• EXERCISE AIM: Below this sentence is a listing; return exactly its lines from the one with "dynamic: true" to the one with "must reference both", both kept, and nothing more.
========
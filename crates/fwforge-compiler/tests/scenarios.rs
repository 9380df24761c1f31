//! End-to-end compile scenarios over YAML fixtures.

use fwforge_compiler::{CompileStatus, Driver, OutputFormat};
use fwforge_model::yaml;

fn compile(doc: &str, format: OutputFormat) -> fwforge_compiler::DriverOutput {
    let store = yaml::load_str(doc).unwrap();
    let fw = store.find_by_name("fw").unwrap();
    Driver::new(&store, fw, format).run().unwrap()
}

fn compile_err(doc: &str, format: OutputFormat) -> fwforge_compiler::CompileError {
    let store = yaml::load_str(doc).unwrap();
    let fw = store.find_by_name("fw").unwrap();
    Driver::new(&store, fw, format).run().unwrap_err()
}

const BASE_FW: &str = r#"
services:
  - { name: ssh, type: tcp, dst: "22" }
  - { name: http, type: tcp, dst: "80" }
  - { name: https, type: tcp, dst: "443" }
firewalls:
  - name: fw
    platform: iptables
    OPTIONS
    interfaces:
      - name: eth0
        addresses: [ { name: eth0-ip, network: 10.0.0.1/24 } ]
    policy:
      - name: Policy
        rules:
RULES
"#;

fn doc(options: &str, rules: &str) -> String {
    BASE_FW.replace("OPTIONS", options).replace("RULES", rules)
}

#[test]
fn scenario_trivial_accept() {
    let doc = doc(
        "options: {}",
        "          - { src: [any], dst: [fw], srv: [ssh], action: accept }",
    );
    let out = compile(&doc, OutputFormat::IptablesScript);
    assert_eq!(out.status, CompileStatus::Ok);

    let rule_lines: Vec<&str> = out
        .text
        .lines()
        .filter(|l| l.contains("-A INPUT"))
        .collect();
    assert_eq!(
        rule_lines,
        vec![
            "$IPTABLES -w -t filter -A INPUT -p tcp -m tcp --dport 22 -m conntrack --ctstate NEW -j ACCEPT"
        ]
    );
}

#[test]
fn scenario_any_includes_firewall_split() {
    let doc = doc(
        "options: { firewall_is_part_of_any_and_networks: \"true\" }",
        "          - { src: [any], dst: [any], srv: [http], action: accept }",
    );
    let out = compile(&doc, OutputFormat::IptablesScript);
    let has = |chain: &str| {
        out.text
            .lines()
            .any(|l| l.contains(&format!("-A {} ", chain)) && l.contains("--dport 80"))
    };
    assert!(has("FORWARD"), "missing FORWARD rule:\n{}", out.text);
    assert!(has("INPUT"), "missing INPUT rule:\n{}", out.text);
    assert!(has("OUTPUT"), "missing OUTPUT rule:\n{}", out.text);
}

#[test]
fn scenario_negation_temp_chain() {
    let doc = r#"
addresses:
  - { name: net-a, type: network, network: 10.0.0.0/8 }
  - { name: net-b, type: network, network: 172.16.0.0/12 }
firewalls:
  - name: fw
    platform: iptables
    interfaces:
      - name: eth0
        addresses: [ { name: eth0-ip, network: 192.168.1.1/24 } ]
    policy:
      - name: Policy
        rules:
          - { src: [net-a, net-b], src_neg: true, action: accept }
"#;
    let out = compile(doc, OutputFormat::IptablesScript);

    // One fresh chain is declared and jumped to.
    let decl: Vec<&str> = out
        .text
        .lines()
        .filter(|l| l.starts_with("$IPTABLES -N "))
        .collect();
    assert_eq!(decl.len(), 1, "{}", out.text);
    let chain = decl[0].trim_start_matches("$IPTABLES -N ");
    assert!(
        out.text.contains(&format!("-j {}", chain)),
        "{}",
        out.text
    );

    // Two RETURNs (one per negated network) and the action inside it.
    let in_chain: Vec<&str> = out
        .text
        .lines()
        .filter(|l| l.contains(&format!("-A {} ", chain)))
        .collect();
    let returns = in_chain.iter().filter(|l| l.ends_with("-j RETURN")).count();
    assert_eq!(returns, 2, "{:#?}", in_chain);
    assert_eq!(
        in_chain.iter().filter(|l| l.contains("-j ACCEPT")).count(),
        1,
        "{:#?}",
        in_chain
    );
}

#[test]
fn scenario_snat_masquerade() {
    let doc = r#"
addresses:
  - { name: lan, type: network, network: 10.0.0.0/24 }
firewalls:
  - name: fw
    platform: iptables
    interfaces:
      - name: eth0
        dynamic: true
        addresses: [ { name: eth0-ip, network: 192.0.2.1/24 } ]
    nat:
      - name: NAT
        rules:
          - { osrc: [lan], tsrc: [eth0-ip] }
"#;
    let out = compile(doc, OutputFormat::IptablesScript);
    assert!(
        out.text.contains(
            "$IPTABLES -w -t nat -A POSTROUTING -o eth0 -s 10.0.0.0/24 -j MASQUERADE"
        ),
        "{}",
        out.text
    );
}

#[test]
fn scenario_firewall_in_both_src_and_dst() {
    // The firewall talking to itself never crosses FORWARD; the rule must
    // land in both OUTPUT and INPUT.
    let doc = doc(
        "options: {}",
        "          - { src: [fw], dst: [fw], srv: [ssh], action: accept }",
    );
    let out = compile(&doc, OutputFormat::IptablesScript);
    let input: Vec<&str> = out.text.lines().filter(|l| l.contains("-A INPUT")).collect();
    let output: Vec<&str> = out.text.lines().filter(|l| l.contains("-A OUTPUT")).collect();
    assert_eq!(input.len(), 1, "{}", out.text);
    assert_eq!(output.len(), 1, "{}", out.text);
    // Each side keeps the match the chain itself cannot imply.
    assert!(input[0].contains("-s 10.0.0.1") && input[0].contains("--dport 22"), "{}", input[0]);
    assert!(output[0].contains("-d 10.0.0.1") && output[0].contains("--dport 22"), "{}", output[0]);
    assert!(!input[0].contains("-d "), "{}", input[0]);
    assert!(!output[0].contains("-s "), "{}", output[0]);
    assert!(!out.text.contains("-A FORWARD"), "{}", out.text);
}

#[test]
fn scenario_multiport_grouping() {
    let doc = doc(
        "options: {}",
        "          - { src: [any], dst: [fw], srv: [ssh, http, https], action: accept }",
    );
    let out = compile(&doc, OutputFormat::IptablesScript);
    assert!(
        out.text.contains("-m multiport --dports 22,80,443"),
        "{}",
        out.text
    );
}

#[test]
fn scenario_shadowing_abort() {
    let doc = doc(
        "options: { check_shading: \"true\" }",
        r#"          - { src: [any], dst: [any], srv: [any], action: accept, label: "rule A" }
          - { src: [any], dst: [any], srv: [ssh], action: deny, label: "rule B" }"#,
    );
    let err = compile_err(&doc, OutputFormat::IptablesScript);
    let msg = err.to_string();
    assert!(
        msg.contains("rule B") && msg.contains("rule A"),
        "abort must reference both rules: {}",
        msg
    );
}

#[test]
fn determinism_across_runs() {
    let doc = doc(
        "options: { firewall_is_part_of_any_and_networks: \"true\" }",
        r#"          - { src: [any], dst: [fw], srv: [ssh, http], action: accept, options: { log: true } }
          - { src: [any], dst: [any], srv: [https], action: deny }"#,
    );
    let a = compile(&doc, OutputFormat::IptablesScript);
    let b = compile(&doc, OutputFormat::IptablesScript);
    assert_eq!(
        fwforge_compiler::normalize::normalize(&a.text),
        fwforge_compiler::normalize::normalize(&b.text)
    );
}

#[test]
fn firewall_stripping_soundness() {
    // After chain selection, INPUT rules must not mention the firewall's
    // own address in -d, nor OUTPUT rules in -s.
    let doc = doc(
        "options: { firewall_is_part_of_any_and_networks: \"true\" }",
        "          - { src: [any], dst: [any], srv: [http], action: accept }",
    );
    let out = compile(&doc, OutputFormat::IptablesScript);
    for line in out.text.lines() {
        if line.contains("-A INPUT") {
            assert!(!line.contains("-d 10.0.0.1"), "{}", line);
        }
        if line.contains("-A OUTPUT") {
            assert!(!line.contains("-s 10.0.0.1"), "{}", line);
        }
    }
}

#[test]
fn chain_usage_closure() {
    // Every -N chain must be referenced by some -j.
    let doc = r#"
addresses:
  - { name: net-a, type: network, network: 10.1.0.0/16 }
  - { name: net-b, type: network, network: 10.2.0.0/16 }
firewalls:
  - name: fw
    platform: iptables
    interfaces:
      - name: eth0
        addresses: [ { name: eth0-ip, network: 192.168.1.1/24 } ]
    policy:
      - name: Policy
        rules:
          - { src: [net-a, net-b], src_neg: true, action: accept, options: { log: true } }
"#;
    let out = compile(doc, OutputFormat::IptablesScript);
    for line in out.text.lines() {
        if let Some(chain) = line.strip_prefix("$IPTABLES -N ") {
            assert!(
                out.text.contains(&format!("-j {}", chain)),
                "chain {} declared but never referenced:\n{}",
                chain,
                out.text
            );
        }
    }
}

#[test]
fn address_family_purity() {
    let doc = r#"
addresses:
  - { name: v6net, type: network, network: "2001:db8::/32" }
  - { name: v4net, type: network, network: 10.0.0.0/24 }
firewalls:
  - name: fw
    platform: iptables
    interfaces:
      - name: eth0
        addresses: [ { name: eth0-ip, network: 192.168.1.1/24 } ]
    policy:
      - name: Policy
        family: ipv4
        rules:
          - { src: [v6net, v4net], action: deny }
"#;
    let out = compile(doc, OutputFormat::IptablesScript);
    assert!(!out.text.contains("2001:db8"), "{}", out.text);
    assert!(out.text.contains("10.0.0.0/24"), "{}", out.text);
}

#[test]
fn atomic_form_at_emit() {
    // Multiple sources and destinations end up one per rule line.
    let doc = r#"
addresses:
  - { name: a, type: address, address: 10.1.0.1 }
  - { name: b, type: address, address: 10.1.0.2 }
  - { name: c, type: address, address: 10.2.0.1 }
firewalls:
  - name: fw
    platform: iptables
    interfaces:
      - name: eth0
        addresses: [ { name: eth0-ip, network: 192.168.1.1/24 } ]
    policy:
      - name: Policy
        rules:
          - { src: [a, b], dst: [c], action: deny }
"#;
    let out = compile(doc, OutputFormat::IptablesScript);
    // Every emitted command matches at most one source and one destination.
    for line in out.text.lines().filter(|l| l.contains("-A ")) {
        assert!(line.matches(" -s ").count() <= 1, "{}", line);
        assert!(line.matches(" -d ").count() <= 1, "{}", line);
    }
    // Both sources appear somewhere, as does the destination.
    assert!(out.text.contains("-s 10.1.0.1"), "{}", out.text);
    assert!(out.text.contains("-s 10.1.0.2"), "{}", out.text);
    assert!(out.text.contains("-d 10.2.0.1"), "{}", out.text);
}

#[test]
fn reject_rule_carries_reject_with() {
    let doc = doc(
        "options: {}",
        "          - { src: [any], dst: [fw], srv: [ssh], action: reject, options: { reject_with: tcp-reset } }",
    );
    let out = compile(&doc, OutputFormat::IptablesScript);
    assert!(
        out.text.contains("-j REJECT --reject-with tcp-reset"),
        "{}",
        out.text
    );
}

#[test]
fn logging_builds_temp_chain_with_log_and_verdict() {
    let doc = doc(
        "options: {}",
        "          - { src: [any], dst: [fw], srv: [ssh], action: accept, options: { log: true } }",
    );
    let out = compile(&doc, OutputFormat::IptablesScript);
    assert!(out.text.contains("-j LOG --log-level"), "{}", out.text);
    assert!(out.text.contains("-j ACCEPT"), "{}", out.text);
    // Jump into the log chain from INPUT.
    let decl: Vec<&str> = out
        .text
        .lines()
        .filter(|l| l.starts_with("$IPTABLES -N "))
        .collect();
    assert_eq!(decl.len(), 1, "{}", out.text);
}

#[test]
fn disabled_rules_are_not_compiled() {
    let doc = doc(
        "options: {}",
        r#"          - { src: [any], dst: [fw], srv: [ssh], action: accept, disabled: true }
          - { src: [any], dst: [fw], srv: [http], action: accept }"#,
    );
    let out = compile(&doc, OutputFormat::IptablesScript);
    assert!(!out.text.contains("--dport 22"), "{}", out.text);
    assert!(out.text.contains("--dport 80"), "{}", out.text);
}

#[test]
fn nftables_backend_end_to_end() {
    let doc = doc(
        "options: {}",
        "          - { src: [any], dst: [fw], srv: [ssh], action: accept }",
    );
    let out = compile(&doc, OutputFormat::Nftables);
    assert!(out.text.contains("flush ruleset"), "{}", out.text);
    assert!(
        out.text.contains("type filter hook input priority filter; policy drop;"),
        "{}",
        out.text
    );
    assert!(
        out.text.contains("tcp dport 22 ct state new accept"),
        "{}",
        out.text
    );
}

#[test]
fn errors_set_exit_status_but_keep_output() {
    // 0.0.0.0 source is a per-rule error; compile finishes with Errors.
    let doc = r#"
addresses:
  - { name: zero, type: address, address: 0.0.0.0 }
firewalls:
  - name: fw
    platform: iptables
    interfaces:
      - name: eth0
        addresses: [ { name: eth0-ip, network: 192.168.1.1/24 } ]
    policy:
      - name: Policy
        rules:
          - { src: [zero], action: deny }
"#;
    let out = compile(doc, OutputFormat::IptablesScript);
    assert_eq!(out.status, CompileStatus::Errors);
    assert!(out.errors >= 1);
    assert!(out.text.contains("# error:"), "{}", out.text);
}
========
• ANSWER TO THIS TASK:
        dynamic: true
        addresses: [ { name: eth0-ip, network: 192.0.2.1/24 } ]
    nat:
      - name: NAT
        rules:
          - { osrc: [lan], tsrc: [eth0-ip] }
"#;
    let out = compile(doc, OutputFormat::IptablesScript);
    assert!(
        out.text.contains(
            "$IPTABLES -w -t nat -A POSTROUTING -o eth0 -s 10.0.0.0/24 -j MASQUERADE"
        ),
        "{}",
        out.text
    );
}

#[test]
fn scenario_firewall_in_both_src_and_dst() {
    // The firewall talking to itself never crosses FORWARD; the rule must
    // land in both OUTPUT and INPUT.
    let doc = doc(
        "options: {}",
        "          - { src: [fw], dst: [fw], srv: [ssh], action: accept }",
    );
    let out = compile(&doc, OutputFormat::IptablesScript);
    let input: Vec<&str> = out.text.lines().filter(|l| l.contains("-A INPUT")).collect();
    let output: Vec<&str> = out.text.lines().filter(|l| l.contains("-A OUTPUT")).collect();
    assert_eq!(input.len(), 1, "{}", out.text);
    assert_eq!(output.len(), 1, "{}", out.text);
    // Each side keeps the match the chain itself cannot imply.
    assert!(input[0].contains("-s 10.0.0.1") && input[0].contains("--dport 22"), "{}", input[0]);
    assert!(output[0].contains("-d 10.0.0.1") && output[0].contains("--dport 22"), "{}", output[0]);
    assert!(!input[0].contains("-d "), "{}", input[0]);
    assert!(!output[0].contains("-s "), "{}", output[0]);
    assert!(!out.text.contains("-A FORWARD"), "{}", out.text);
}

#[test]
fn scenario_multiport_grouping() {
    let doc = doc(
        "options: {}",
        "          - { src: [any], dst: [fw], srv: [ssh, http, https], action: accept }",
    );
    let out = compile(&doc, OutputFormat::IptablesScript);
    assert!(
        out.text.contains("-m multiport --dports 22,80,443"),
        "{}",
        out.text
    );
}

#[test]
fn scenario_shadowing_abort() {
    let doc = doc(
        "options: { check_shading: \"true\" }",
        r#"          - { src: [any], dst: [any], srv: [any], action: accept, label: "rule A" }
          - { src: [any], dst: [any], srv: [ssh], action: deny, label: "rule B" }"#,
    );
    let err = compile_err(&doc, OutputFormat::IptablesScript);
    let msg = err.to_string();
    assert!(
        msg.contains("rule B") && msg.contains("rule A"),
        "abort must reference both rules: {}",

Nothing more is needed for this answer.